Um ataque de drone israelense contra um veículo perto da cidade ocupada de Qabatiya, na Cisjordânia, matou duas pessoas, disse o Ministério da Saúde palestino no quarto dia de uma operação israelense em grande escala dentro e ao redor da cidade vizinha de Jenin.
Os militares israelenses disseram que o ataque aéreo de sexta-feira na província de Jenin atingiu um veículo com o que disseram ser uma “célula terrorista” em seu interior, mas não deram mais detalhes.
A agência de notícias oficial palestina Wafa informou que foi um ataque de drone ocorrido pouco antes de as forças israelenses invadirem Qabatiya e iniciarem “operações de varredura”.
O ataque aéreo coincidiu com a operação militar em curso contra combatentes palestinianos em Jenin e no campo de refugiados adjacente, que já resultou na morte de 14 palestinianos e feriu cerca de outros 50, segundo o Ministério da Saúde palestiniano em Ramallah.
Os militares israelitas também anunciaram a detenção de 20 pessoas que consideram “suspeitos procurados” e afirmaram ter apreendido armas.
Além da perda de vidas, a operação no norte da Cisjordânia – lançada apenas dois dias após a trégua acordada entre Israel e o Hamas em Gaza – causou destruição generalizada.
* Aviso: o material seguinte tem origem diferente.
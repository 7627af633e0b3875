//! Discovers every Struct and Grid type reachable from a kernel
//! `Definition`'s signature, locals, and expressions, in first-encountered
//! order — the order C4 forward-declares and defines them in. Struct fields
//! are noted before the struct itself, so a struct containing another
//! struct's value never emits out of dependency order.

use std::sync::Arc;

use xgrid_ir::{Expression, Statement, Terminal};
use xgrid_types::{ReferenceType, StructType, Type, ValueType};

#[derive(Debug, Default)]
pub(crate) struct TypeInventory {
	pub(crate) structs: Vec<Arc<StructType>>,
	pub(crate) grids: Vec<(ValueType, usize)>,
}

impl TypeInventory {
	pub(crate) fn collect(def: &Statement) -> Self {
		let mut inv = Self::default();
		if let Statement::Definition {
			signature,
			scope,
			body,
			..
		} = def
		{
			for (_, ty) in &signature.args {
				inv.note(ty);
			}
			inv.note(&signature.return_type);
			for var in scope.values() {
				inv.note(&var.ty);
			}
			for stmt in body {
				inv.note_stmt(stmt);
			}
		}
		inv
	}

	fn note(&mut self, ty: &Type) {
		match ty {
			Type::Value(v) => self.note_value(v),
			Type::Reference(ReferenceType::Ptr(elem)) => self.note_value(elem),
			Type::Reference(ReferenceType::Grid(elem, dim)) => {
				if !self.grids.iter().any(|(e, d)| e == elem && d == dim) {
					self.note_value(elem);
					self.grids.push((elem.clone(), *dim));
				}
			}
			Type::Void => {}
		}
	}

	fn note_value(&mut self, v: &ValueType) {
		if let ValueType::Struct(s) = v {
			self.note_struct(s);
		}
	}

	fn note_struct(&mut self, s: &Arc<StructType>) {
		if self.structs.iter().any(|x| x.name == s.name) {
			return;
		}
		for (_, field_ty) in &s.fields {
			self.note_value(field_ty);
		}
		self.structs.push(s.clone());
	}

	fn note_terminal(&mut self, t: &Terminal) {
		match t {
			Terminal::Identifier(v) => self.note(&v.ty),
			Terminal::Access { base, ty, .. } => {
				self.note_terminal(base);
				self.note(ty);
			}
			Terminal::Stencil(s) => self.note(&s.grid.ty),
		}
	}

	fn note_expr(&mut self, e: &Expression) {
		self.note(&e.ty());
		match e {
			Expression::Constant { .. } | Expression::Identifier { .. } => {}
			Expression::Access { base, .. } => self.note_expr(base),
			Expression::Stencil(s) => self.note(&s.grid.ty),
			Expression::Binary { left, right, .. }
			| Expression::Compare { left, right, .. }
			| Expression::Logic { left, right, .. } => {
				self.note_expr(left);
				self.note_expr(right);
			}
			Expression::Unary { operand, .. } => self.note_expr(operand),
			Expression::Condition {
				test, body, orelse, ..
			} => {
				self.note_expr(test);
				self.note_expr(body);
				self.note_expr(orelse);
			}
			Expression::Cast { target, value, .. } => {
				self.note(target);
				self.note_expr(value);
			}
			Expression::Call { args, .. } => {
				for a in args {
					self.note_expr(a);
				}
			}
			Expression::GridInfo { grid, .. } => self.note(&grid.ty),
		}
	}

	fn note_stmt(&mut self, s: &Statement) {
		match s {
			Statement::Return { value, .. } => {
				if let Some(e) = value {
					self.note_expr(e);
				}
			}
			Statement::Break { .. } | Statement::Continue { .. } | Statement::Inline { .. } => {}
			Statement::If {
				condition,
				body,
				orelse,
				..
			} => {
				self.note_expr(condition);
				for s in body {
					self.note_stmt(s);
				}
				for s in orelse {
					self.note_stmt(s);
				}
			}
			Statement::While { condition, body, .. } => {
				self.note_expr(condition);
				for s in body {
					self.note_stmt(s);
				}
			}
			Statement::For {
				variable,
				start,
				end,
				step,
				body,
				..
			} => {
				self.note(&variable.ty);
				self.note_expr(start);
				self.note_expr(end);
				self.note_expr(step);
				for s in body {
					self.note_stmt(s);
				}
			}
			Statement::Evaluation { value, .. } => self.note_expr(value),
			Statement::Assignment { terminal, value, .. } => {
				self.note_terminal(terminal);
				self.note_expr(value);
			}
			Statement::Definition {
				signature,
				scope,
				body,
				..
			} => {
				for (_, ty) in &signature.args {
					self.note(ty);
				}
				self.note(&signature.return_type);
				for var in scope.values() {
					self.note(&var.ty);
				}
				for s in body {
					self.note_stmt(s);
				}
			}
		}
	}
}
Escavadoras e escavadoras blindadas israelitas demoliram casas e escavaram estradas na área de Jenin e forçou o deslocamento de cerca de 2.000 famílias.
Um porta-voz das Nações Unidas alertou na sexta-feira contra a “deterioração” da situação na Cisjordânia e apelou a Israel para proteger os palestinianos.
Durante uma coletiva de imprensa, Farhan Haq disse que o Escritório das Nações Unidas para a Coordenação de Assuntos Humanitários (OCHA) “adverte mais uma vez que táticas letais e bélicas estão sendo aplicadas, levantando preocupações sobre o uso da força que excede os padrões de aplicação da lei”.
Anteriormente, Thameen Al-Kheetan, porta-voz do Gabinete do Alto Comissariado das Nações Unidas para os Direitos Humanos, expressou graves preocupações sobre o uso de força desproporcional e ilegal em Jenin, alertando para o potencial de violações generalizadas dos direitos humanos.
Al-Kheetan enfatizou a responsabilidade da comunidade internacional em responsabilizar Israel por estas ações.